Records shown:
Content starts
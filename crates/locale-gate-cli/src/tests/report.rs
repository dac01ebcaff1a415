// locale-gate-cli/src/tests/report.rs
// ============================================================================
// Module: Report Rendering Tests
// Description: Plain-text rendering and annotation tests.
// Purpose: Ensure the report surface is deterministic and complete.
// ============================================================================

//! ## Overview
//! Validates the coverage table, grouped errors, capped warnings, verdict
//! line, CI detection, and annotation formatting against hand-built reports.

#![allow(
    clippy::panic,
    clippy::unwrap_used,
    clippy::expect_used,
    clippy::panic_in_result_fn,
    clippy::unwrap_in_result,
    reason = "Test-only assertions are permitted."
)]

use std::path::Path;

use locale_gate_core::Coverage;
use locale_gate_core::Issue;
use locale_gate_core::IssueKind;
use locale_gate_core::LocaleId;
use locale_gate_core::Namespace;
use locale_gate_core::ValidationReport;

use crate::report::RenderOptions;
use crate::report::annotation_lines;
use crate::report::detect_ci;
use crate::report::render_report;

/// Plain rendering options with a narrow bar.
fn plain_options() -> RenderOptions {
    RenderOptions {
        color: false,
        missing_display_cap: 2,
        bar_width: 8,
    }
}

/// One-locale report with the given counters and issues.
fn report_with(coverage: Coverage, issues: Vec<Issue>) -> ValidationReport {
    let locale = LocaleId::new("ko");
    let mut report = ValidationReport::new();
    report.locales = vec![locale.clone()];
    report.coverage.insert(locale, coverage);
    report.issues = issues;
    report
}

/// Shorthand for a key-level issue against `ko/game`.
fn issue(kind: IssueKind, key: Option<&str>, message: &str) -> Issue {
    Issue::new(
        kind,
        LocaleId::new("ko"),
        Namespace::new("game"),
        key.map(ToString::to_string),
        message,
    )
}

#[test]
fn coverage_row_shows_percent_bar_and_fraction() {
    let report = report_with(
        Coverage {
            total: 4,
            translated: 3,
        },
        Vec::new(),
    );
    let rendered = render_report(&report, &plain_options());
    assert!(rendered.contains("ko"));
    assert!(rendered.contains("75%"));
    // 75% of an 8-cell bar fills 6 cells.
    assert!(rendered.contains("██████░░"));
    assert!(rendered.contains("3/4"));
}

#[test]
fn zero_total_renders_zero_percent() {
    let report = report_with(Coverage::new(), Vec::new());
    let rendered = render_report(&report, &plain_options());
    assert!(rendered.contains("0%"));
    assert!(rendered.contains("░░░░░░░░"));
}

#[test]
fn report_without_locales_notes_the_absence() {
    let report = ValidationReport::new();
    let rendered = render_report(&report, &plain_options());
    assert!(rendered.contains("No target locales discovered."));
    assert!(rendered.contains("No blocking issues found."));
}

#[test]
fn errors_are_grouped_by_locale_and_namespace() {
    let report = report_with(
        Coverage {
            total: 2,
            translated: 2,
        },
        vec![
            issue(IssueKind::MissingPlaceholder, Some("win"), "missing placeholder: hero"),
            issue(IssueKind::ExtraKey, Some("ghost"), "extra key not in source"),
        ],
    );
    let rendered = render_report(&report, &plain_options());
    assert!(rendered.contains("Errors (2)"));
    assert!(rendered.contains("ko/game:"));
    assert!(rendered.contains("win: missing placeholder: hero"));
    assert!(rendered.contains("ghost: extra key not in source"));
    assert!(rendered.contains("2 blocking issue(s) found."));
}

#[test]
fn file_level_issue_renders_the_sentinel() {
    let report = report_with(
        Coverage {
            total: 3,
            translated: 0,
        },
        vec![issue(IssueKind::FileUnreadable, None, "file missing or invalid: gone")],
    );
    let rendered = render_report(&report, &plain_options());
    assert!(rendered.contains("(file): file missing or invalid: gone"));
}

#[test]
fn missing_warnings_truncate_at_the_cap() {
    let report = report_with(
        Coverage {
            total: 3,
            translated: 0,
        },
        vec![
            issue(IssueKind::MissingTranslation, Some("a"), "missing translation"),
            issue(IssueKind::MissingTranslation, Some("b"), "missing translation"),
            issue(IssueKind::MissingTranslation, Some("c"), "missing translation"),
        ],
    );
    let rendered = render_report(&report, &plain_options());
    assert!(rendered.contains("Warnings (3)"));
    assert!(rendered.contains("Missing translations (3):"));
    assert!(rendered.contains("ko/game: a"));
    assert!(rendered.contains("ko/game: b"));
    assert!(!rendered.contains("ko/game: c"));
    assert!(rendered.contains("...and 1 more"));
}

#[test]
fn empty_value_warnings_are_a_count_only() {
    let report = report_with(
        Coverage {
            total: 2,
            translated: 2,
        },
        vec![
            issue(IssueKind::EmptyValue, Some("a"), "empty value"),
            issue(IssueKind::EmptyValue, Some("b"), "empty value"),
        ],
    );
    let rendered = render_report(&report, &plain_options());
    assert!(rendered.contains("Empty values: 2"));
    assert!(!rendered.contains("ko/game: a"));
}

#[test]
fn warnings_alone_still_pass() {
    let report = report_with(
        Coverage {
            total: 1,
            translated: 0,
        },
        vec![issue(IssueKind::MissingTranslation, Some("a"), "missing translation")],
    );
    let rendered = render_report(&report, &plain_options());
    assert!(rendered.contains("No blocking issues found."));
    assert!(!report.has_errors());
}

#[test]
fn plain_rendering_has_no_ansi_escapes() {
    let report = report_with(
        Coverage {
            total: 1,
            translated: 1,
        },
        vec![issue(IssueKind::ExtraKey, Some("x"), "extra key not in source")],
    );
    let rendered = render_report(&report, &plain_options());
    assert!(!rendered.contains('\u{1b}'));
}

#[test]
fn colored_rendering_styles_the_verdict() {
    let report = report_with(
        Coverage {
            total: 1,
            translated: 1,
        },
        Vec::new(),
    );
    let options = RenderOptions {
        color: true,
        missing_display_cap: 2,
        bar_width: 8,
    };
    let rendered = render_report(&report, &options);
    assert!(rendered.contains('\u{1b}'));
}

#[test]
fn ci_detection_accepts_conventional_truthy_values() {
    assert!(detect_ci(Some("true"), None));
    assert!(detect_ci(Some("1"), None));
    assert!(detect_ci(None, Some("true")));
    assert!(detect_ci(Some("YES"), None));
    assert!(!detect_ci(Some("false"), None));
    assert!(!detect_ci(Some("0"), None));
    assert!(!detect_ci(Some(""), None));
    assert!(!detect_ci(None, None));
}

#[test]
fn annotations_carry_level_path_and_message() {
    let report = report_with(
        Coverage {
            total: 2,
            translated: 1,
        },
        vec![
            issue(IssueKind::MissingPlaceholder, Some("win"), "missing placeholder: hero"),
            issue(IssueKind::MissingTranslation, Some("bye"), "missing translation"),
            issue(IssueKind::FileUnreadable, None, "file missing or invalid: gone"),
        ],
    );
    let lines = annotation_lines(&report, Path::new("locales"));
    assert_eq!(lines.len(), 3);
    assert_eq!(
        lines[0],
        "::error file=locales/ko/game.json::win: missing placeholder: hero"
    );
    assert_eq!(
        lines[1],
        "::warning file=locales/ko/game.json::bye: missing translation"
    );
    assert_eq!(
        lines[2],
        "::error file=locales/ko/game.json::file missing or invalid: gone"
    );
}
Content ends
Work required:
Sift the material for lines with the string "gone". Copy each one found.

Written reply:
        vec![issue(IssueKind::FileUnreadable, None, "file missing or invalid: gone")],
    assert!(rendered.contains("(file): file missing or invalid: gone"));
            issue(IssueKind::FileUnreadable, None, "file missing or invalid: gone"),
        "::error file=locales/ko/game.json::file missing or invalid: gone"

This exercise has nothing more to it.